Scalpers need to understand their business. I live about a 5 minute walk from the old Canad Inns stadium and if I couldn't make it to a game, I would go to the stadium to find someone to take my tickets. The scalpers used to hang around the south end of the stadium near the ticket office and one asked me if I was buying or selling. The game wasn't anywhere near sold out. I told him I was giving them away and he didn't like that. I proceeded to approach a father and son in the ticket line and said here, enjoy the game. I guess over the course of a season they make their money but for a game that was probably 3,000 seats short of a sellout, they have to take a loss.
*3 points, 1 related to your comment

1. "Scalper" is simply a slang term, not a legal term.

2. many street "ticket resellers" can, and often do, earn more when the attendance is not near capacity. ("walk up" demand is a big factor.)

3. If anybody wants to see a legit scalper in action watch "The Liquidator" show on television.
Re : "2. many street "ticket resellers" can, and often do, earn more when the attendance is not near capacity. ("walk up" demand is a big factor.)"

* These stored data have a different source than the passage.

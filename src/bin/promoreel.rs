use std::{
    fs::File,
    io::{BufReader, Write as _},
    path::{Path, PathBuf},
};

use anyhow::Context as _;
use clap::{Parser, Subcommand};

#[derive(Parser, Debug)]
#[command(name = "promoreel", version)]
struct Cli {
    #[command(subcommand)]
    cmd: Command,
}

#[derive(Subcommand, Debug)]
enum Command {
    /// Record a project end to end against the simulated capture platform.
    Simulate(SimulateArgs),
    /// Print the advisory video length for each scene.
    Estimate(EstimateArgs),
}

#[derive(Parser, Debug)]
struct SimulateArgs {
    /// Input project JSON.
    #[arg(long = "in")]
    in_path: PathBuf,

    /// Laid-out height of one screenshot, in pixels.
    #[arg(long, default_value_t = 615.0)]
    shot_height: f64,

    /// Visible height of the phone screen, in pixels.
    #[arg(long, default_value_t = 584.0)]
    viewport_height: f64,

    /// Directory to write `app-promo.<ext>` into.
    #[arg(long)]
    out: Option<PathBuf>,

    /// Give up if the recording is still running after this many virtual seconds.
    #[arg(long, default_value_t = 3600)]
    limit_secs: u64,
}

#[derive(Parser, Debug)]
struct EstimateArgs {
    /// Input project JSON.
    #[arg(long = "in")]
    in_path: PathBuf,

    #[arg(long, default_value_t = 615.0)]
    shot_height: f64,

    #[arg(long, default_value_t = 584.0)]
    viewport_height: f64,
}

fn main() -> anyhow::Result<()> {
    tracing_subscriber::fmt()
        .with_env_filter(
            tracing_subscriber::EnvFilter::try_from_default_env()
                .unwrap_or_else(|_| tracing_subscriber::EnvFilter::new("info")),
        )
        .with_writer(std::io::stderr)
        .init();

    let cli = Cli::parse();
    match cli.cmd {
        Command::Simulate(args) => cmd_simulate(args),
        Command::Estimate(args) => cmd_estimate(args),
    }
}

fn read_project_json(path: &Path) -> anyhow::Result<promoreel::ProjectFile> {
    let f = File::open(path).with_context(|| format!("open project '{}'", path.display()))?;
    let project = promoreel::ProjectFile::from_reader(BufReader::new(f))
        .with_context(|| format!("parse project '{}'", path.display()))?;
    Ok(project)
}

fn make_director(
    path: &Path,
    shot_height: f64,
    viewport_height: f64,
) -> anyhow::Result<promoreel::Director> {
    if !(shot_height > 0.0 && viewport_height > 0.0) {
        anyhow::bail!("shot and viewport heights must be positive");
    }
    let project = read_project_json(path)?;
    let probe = promoreel::UniformProbe {
        shot_height,
        viewport_height,
    };
    Ok(promoreel::Director::new(project, Box::new(probe))?)
}

fn cmd_simulate(args: SimulateArgs) -> anyhow::Result<()> {
    let mut director = make_director(&args.in_path, args.shot_height, args.viewport_height)?;
    let mut backend = promoreel::SimulatedBackend::new();

    director
        .start_recording(&mut backend)
        .context("start recording")?;
    let limit = promoreel::Millis(args.limit_secs.saturating_mul(1000));
    let finished_at = director.run_until_idle(limit)?;

    let stdout = std::io::stdout();
    let mut out = stdout.lock();
    for entry in director.timeline() {
        serde_json::to_writer(&mut out, entry).context("serialize timeline entry")?;
        writeln!(out).context("write timeline")?;
    }
    out.flush().context("flush timeline")?;

    let Some(artifact) = director.take_artifact() else {
        anyhow::bail!("recording finished without an artifact");
    };
    tracing::info!(
        %finished_at,
        bytes = artifact.len(),
        chunks = artifact.chunk_count,
        "recording finished"
    );

    if let Some(dir) = &args.out {
        let path = artifact.write_to(dir)?;
        eprintln!("wrote {}", path.display());
    }
    Ok(())
}

fn cmd_estimate(args: EstimateArgs) -> anyhow::Result<()> {
    let director = make_director(&args.in_path, args.shot_height, args.viewport_height)?;
    for (scene, secs) in director.scene_estimates() {
        println!("{scene}\t{secs:.1}s");
    }
    Ok(())
}
#![forbid(unsafe_code)]

pub mod anim_ease;
pub mod capture;
pub mod config;
pub mod director;
pub mod foundation;
pub mod model;
pub mod playback;
pub mod scroll;
pub mod sequence;
pub mod store;
pub mod timers;

pub use anim_ease::Ease;
pub use capture::{
    CaptureBackend, CaptureSession, ExportArtifact, MediaStream,
    simulated::{SimulatedBackend, SimulatedStats},
};
pub use config::{ContainerFormat, ProjectFile, RecorderSettings, SequenceTimings};
pub use director::{Director, TimelineEntry, TimelineKind};
pub use foundation::core::{Millis, Rect, SceneId, Size};
pub use foundation::error::{ReelError, ReelResult};
pub use model::{
    AspectRatio, AudioTrack, Background, BackgroundSettings, IntroCard, OutroCard, PhoneColor,
    Scene,
};
pub use playback::{FadeEffect, PlaybackSignal};
pub use scroll::{ContentMetrics, LayoutProbe, ScrollAnimator, UniformProbe};
pub use sequence::{Effect, Phase, SequenceEvent, Sequencer};
pub use store::{SceneStore, ScenePointer, resolve_target_scene};
pub use timers::TimerQueue;
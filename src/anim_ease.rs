/// Timing curves for the overlay and scroll animations.
///
/// `OutQuint` matches the `cubic-bezier(0.22, 1, 0.36, 1)` curve the stage transitions use.
#[derive(Clone, Copy, Debug, Default, PartialEq, Eq, serde::Serialize, serde::Deserialize)]
#[serde(rename_all = "snake_case")]
pub enum Ease {
    #[default]
    Linear,
    OutQuint,
}

impl Ease {
    pub fn apply(self, t: f64) -> f64 {
        let t = t.clamp(0.0, 1.0);
        match self {
            Self::Linear => t,
            Self::OutQuint => 1.0 - (1.0 - t).powi(5),
        }
    }

    /// Interpolate `from -> to` at progress `t` (clamped).
    pub fn lerp(self, from: f64, to: f64, t: f64) -> f64 {
        from + (to - from) * self.apply(t)
    }
}

#[cfg(test)]
mod tests {
    use super::*;

    const ALL: [Ease; 2] = [Ease::Linear, Ease::OutQuint];

    #[test]
    fn endpoints_are_stable() {
        for ease in ALL {
            assert_eq!(ease.apply(0.0), 0.0);
            assert_eq!(ease.apply(1.0), 1.0);
            assert_eq!(ease.apply(-4.0), 0.0);
            assert_eq!(ease.apply(9.0), 1.0);
        }
    }

    #[test]
    fn monotonic_spot_check() {
        for ease in ALL {
            let a = ease.apply(0.25);
            let b = ease.apply(0.5);
            let c = ease.apply(0.75);
            assert!(a < b);
            assert!(b < c);
        }
    }

    #[test]
    fn out_quint_front_loads_motion() {
        assert!(Ease::OutQuint.apply(0.3) > Ease::Linear.apply(0.3));
        assert_eq!(Ease::Linear.lerp(1.0, 0.0, 0.25), 0.75);
    }
}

This is what I meant.  How does this work?
I think they get their tickets relatively cheap and are still able to turn a profit. If they paid season ticket price and still sell at less than face value, there is still room for a profit. Lots of season ticket holders dumping seats for non-popular games. I prefer to get them into the hands of people wanting to go rather than someone who will just flip them. Check out how many 'single mom wanting to take my son to his first game but I can't afford tickets' ads on Kijiji the day before a game or event.
Re : "'single mom wanting to take my son to his first game but I can't afford tickets'

LOL.  That is nuts.
I have seen my tickets up for sale minutes after I sold them to this poor soul...
Forgive me but that is hilarious.  People are awful.  :)

everyman

People are capitalists.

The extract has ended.